Principal component analysis or PCA is a widely used method for dimensionality reduction in the context of machine learning. The objective is to transform a large dataset (a high number of features) into a compact representation containing the data’s important information (orthogonal projection). Reducing the dimension is closely related to loss in accuracy, but PCA as SVD uses the eigenvalue decomposition process to transform the covariance matrix involved in the process. The components are a linear combination of various features to create uncorrelated new features. The first component will contain the maximum amount of the information; then, the remaining information will be contained in the second, etc. The geometrical representation of PCA is that components represent the direction of the maximal amount of variance (rotation).

5.2.3. SKPP

Projection pursuit is a generalization of PCA [22] where the method aims to find the best projections through the feature to maximize or minimize a projection index. To find the relevant project index, the method uses the Kurtosis-based projection [23]. In a case of a supervised dataset, the algorithm is named Supervised Kurtosis Projection Pursuit (SKPP). The Kurtosis index can be expressed as:

K = \frac{1 / n \sum_{i = 1}^{n} {(z_{i} - \tilde{z})}^{4}}{{(1 / n \sum_{i = 1}^{n} {(z_{i} - \tilde{z})}^{2})}^{2}},

(4)

where n is the number of samples,

z_{i}

is the individual sample value, and

\tilde{z}

is the sample mean. The numerator is the fourth central moment, and the denominator is the biased sample variance.

5.2.4. LDA

Linear Discriminant Analysis is similar to PCA; they are linear transformations to reduce the dimensionality of datasets (eigenvalue decomposition). Where PCA will maximize the variance, LDA will maximize the axes for class separation. LDA will create a subspace of k-dimensions from the n-dimensions space of the original data where

k \leq n - 1

. The subspace is computed taking into account the label to maximize the separation of classes.

5.3. Quantum Machine Learning Models

Quantum Computing (QC) and Machine Learning (ML) have been mixed to develop the new area of Quantum Machine Learning (QML). This new field of study incorporates ideas from both aspects to provide better answers by boosting the performance of either ML algorithms or quantum experiments, or both. By utilizing quantum resources to increase machine learning in terms of speed and/or performance, researchers could obtain potential alternative and/or more accurate solutions.

5.3.1. Quantum Kernel

The quantum kernel methods [24,25] in principle are the same as their classical versions, which aim to classify data by defining what is similar in a given space because of their distance using a feature mapping function. The main difference in the quantum version of kernels is that it maps out the data points from the original input to a high-dimensional Hilbert feature space, expanding the possibilities to find the best classification possible [26]. One of the well-known classical methods that utilize the kernel properties is the support vector machine (SVM), also known as support vector classifier (SVC), which is dedicated to finding a hyper-plane that can separate the classes of the datapoints, expanding as much as is possible the distance between both groups.

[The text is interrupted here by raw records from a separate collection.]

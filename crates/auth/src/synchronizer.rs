//! Credential resolution: live session, then cache, then backend, then
//! stale-cache fallback

use crate::backend::{BackendError, SharedAuthBackend};
use crate::cache::{CacheError, CachedUser, UserCache, unix_now};
use crate::config::AuthConfig;
use crate::sessions::{SessionLease, SessionTracker};
use chorus_protocol::{AuthRequest, AuthResult, AuthStatus};
use std::sync::Arc;
use thiserror::Error;
use tracing::{debug, info, warn};

/// Which stage of the pipeline produced a result
#[derive(Debug, Clone, Copy, PartialEq, Eq)]
pub enum AuthSource {
    Session,
    Cache,
    Backend,
    Fallback,
}

impl AuthSource {
    pub fn as_str(self) -> &'static str {
        match self {
            AuthSource::Session => "session",
            AuthSource::Cache => "cache",
            AuthSource::Backend => "backend",
            AuthSource::Fallback => "fallback",
        }
    }
}

#[derive(Debug)]
pub struct Authenticated {
    pub result: AuthResult,
    pub source: AuthSource,
    /// Accepted against stale cached material while the backend was down
    pub degraded: bool,
    /// Held by the session for as long as it lives
    pub lease: Option<SessionLease>,
}

#[derive(Error, Debug, Clone, PartialEq, Eq)]
#[error("{}: {reason}", status.as_str())]
pub struct AuthRejection {
    pub status: AuthStatus,
    pub reason: String,
}

impl AuthRejection {
    fn new(status: AuthStatus, reason: impl Into<String>) -> Self {
        Self {
            status,
            reason: reason.into(),
        }
    }
}

pub struct AuthSynchronizer {
    config: AuthConfig,
    backend: SharedAuthBackend,
    cache: Arc<UserCache>,
    sessions: Option<Arc<SessionTracker>>,
}

impl AuthSynchronizer {
    pub fn new(config: AuthConfig, backend: SharedAuthBackend, cache: Arc<UserCache>) -> Self {
        let sessions = config.track_sessions.then(SessionTracker::new);
        Self {
            config,
            backend,
            cache,
            sessions,
        }
    }

    /// Build with the cache reloaded from `user_cache_path`, if configured
    pub async fn from_config(config: AuthConfig, backend: SharedAuthBackend) -> Result<Self, CacheError> {
        let cache = match &config.user_cache_path {
            Some(path) => UserCache::load(path).await?,
            None => UserCache::new(None),
        };
        Ok(Self::new(config, backend, Arc::new(cache)))
    }

    pub fn config(&self) -> &AuthConfig {
        &self.config
    }

    pub fn cache(&self) -> &Arc<UserCache> {
        &self.cache
    }

    /// Sessions currently sharing a tracked result
    pub fn tracked_sessions(&self) -> usize {
        self.sessions.as_ref().map(|s| s.active()).unwrap_or(0)
    }

    pub async fn authenticate(&self, request: &AuthRequest) -> Result<Authenticated, AuthRejection> {
        let secret = request.secret();
        if request.username.is_empty() {
            return Err(AuthRejection::new(AuthStatus::InvalidCredentials, "username is required"));
        }
        if secret.is_empty() {
            return Err(AuthRejection::new(
                AuthStatus::InvalidCredentials,
                "neither password nor certificate presented",
            ));
        }

        if let Some(tracker) = &self.sessions {
            if let Some((result, degraded, lease)) = tracker.lookup(&request.username, secret) {
                debug!("Reusing live session result for {}", request.username);
                return Ok(Authenticated {
                    result,
                    source: AuthSource::Session,
                    degraded,
                    lease: Some(lease),
                });
            }
        }

        let cached = self.cache.get(&request.username);
        if let Some(entry) = cached
            .as_ref()
            .filter(|entry| entry.is_fresh(unix_now(), self.config.cache_ttl_secs))
        {
            if !entry.secret.verify(secret) {
                return Err(AuthRejection::new(
                    AuthStatus::InvalidCredentials,
                    "secret does not match cached credentials",
                ));
            }
            debug!("Cache hit for {}", request.username);
            return Ok(self.accept(request, entry.to_result(), AuthSource::Cache, false));
        }

        match self.call_backend(request).await {
            Ok(result) => {
                self.cache
                    .insert(CachedUser::from_result(&result, secret, unix_now()));
                if let Err(e) = self.cache.persist().await {
                    warn!("Failed to persist user cache: {}", e);
                }
                info!("Authenticated {} via {} backend", request.username, self.backend.name());
                Ok(self.accept(request, result, AuthSource::Backend, false))
            }
            Err(BackendError::Rejected(status)) => Err(AuthRejection::new(
                status,
                format!("rejected by {} backend", self.backend.name()),
            )),
            Err(BackendError::Unreachable(reason)) => self.fallback(request, cached, reason),
        }
    }

    /// Bounded attempts against the backend; only outages are retried
    async fn call_backend(&self, request: &AuthRequest) -> Result<AuthResult, BackendError> {
        let attempts = self.config.retry + 1;
        let timeout = self.config.timeout();
        let mut backoff = self.config.retry_backoff();
        let mut last_error = String::new();

        for attempt in 1..=attempts {
            match tokio::time::timeout(timeout, self.backend.authenticate(request)).await {
                Ok(Ok(result)) if result.status == AuthStatus::Success => return Ok(result),
                Ok(Ok(result)) if result.status.is_rejection() => {
                    return Err(BackendError::Rejected(result.status));
                }
                Ok(Ok(_)) => last_error = "backend reported a server error".into(),
                Ok(Err(BackendError::Rejected(status))) if status.is_rejection() => {
                    return Err(BackendError::Rejected(status));
                }
                Ok(Err(BackendError::Rejected(status))) => {
                    last_error = format!("backend answered {}", status.as_str());
                }
                Ok(Err(BackendError::Unreachable(reason))) => last_error = reason,
                Err(_) => last_error = format!("timed out after {:?}", timeout),
            }

            if attempt < attempts {
                warn!(
                    "Auth backend attempt {}/{} for {} failed: {}",
                    attempt, attempts, request.username, last_error
                );
                tokio::time::sleep(backoff).await;
                backoff = backoff.saturating_mul(2);
            }
        }

        Err(BackendError::Unreachable(last_error))
    }

    fn fallback(
        &self,
        request: &AuthRequest,
        cached: Option<CachedUser>,
        reason: String,
    ) -> Result<Authenticated, AuthRejection> {
        if !self.config.allow_cache_fallback {
            return Err(AuthRejection::new(
                AuthStatus::ServerError,
                format!("auth backend unreachable: {}", reason),
            ));
        }

        match cached {
            Some(entry) if entry.secret.verify(request.secret()) => {
                warn!(
                    "Auth backend unreachable ({}); admitting {} from stale cache",
                    reason, request.username
                );
                Ok(self.accept(request, entry.to_result(), AuthSource::Fallback, true))
            }
            Some(_) => Err(AuthRejection::new(
                AuthStatus::InvalidCredentials,
                "secret does not match cached credentials",
            )),
            None => Err(AuthRejection::new(
                AuthStatus::ServerError,
                format!("auth backend unreachable and no cached entry: {}", reason),
            )),
        }
    }

    fn accept(
        &self,
        request: &AuthRequest,
        result: AuthResult,
        source: AuthSource,
        degraded: bool,
    ) -> Authenticated {
        let lease = self
            .sessions
            .as_ref()
            .map(|tracker| tracker.track(&request.username, request.secret(), result.clone(), degraded));

        Authenticated {
            result,
            source,
            degraded,
            lease,
        }
    }
}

In this research, we use a similar structure of an SVC, but ours is boosted with a quantum kernel. The mechanism of quantum kernel functions resembles the conventional one, but its implementation relies on quantum superposition states and entanglement. Also, in the case of quantum kernels, the output values are statistically dependent on probabilities, so some researchers call this method a probabilistic kernel function.

5.3.2. Variational Quantum Classifier

A Variational Quantum Classifier (VQC) [27,28,29] is a supervised quantum-classical hybrid method widely used in NISQ devices and simulators. The cost function in the case of this algorithm is calculated using iterative measurements, which also provide the possibility of mitigating errors. This method allows the researcher and developers to map classical data and grab benefits for an increasingly ample feature space in quantum. The quantum execution for supervised learning employs variational algorithms that are implemented using differential programming, state preparation that encodes classical data sets into amplitude and rotations of qubits for quantum hardware or simulators to comprehend, and qubits that are executed using parameterized unitary operations; all parameters are modifiable according to given rules. The outcome of the quantum execution is the output, which categorizes the input data.

5.4. Quantum Encoding

Quantum encoding is the process of passing from classical data to quantum representations. There are many ways to process classical data and create a useful representation. In this study, we used a quantum feature map (Qiskit ZZFeatureMap) and angle encoding (Pennylane) to be used with QSVC and VQC, respectively.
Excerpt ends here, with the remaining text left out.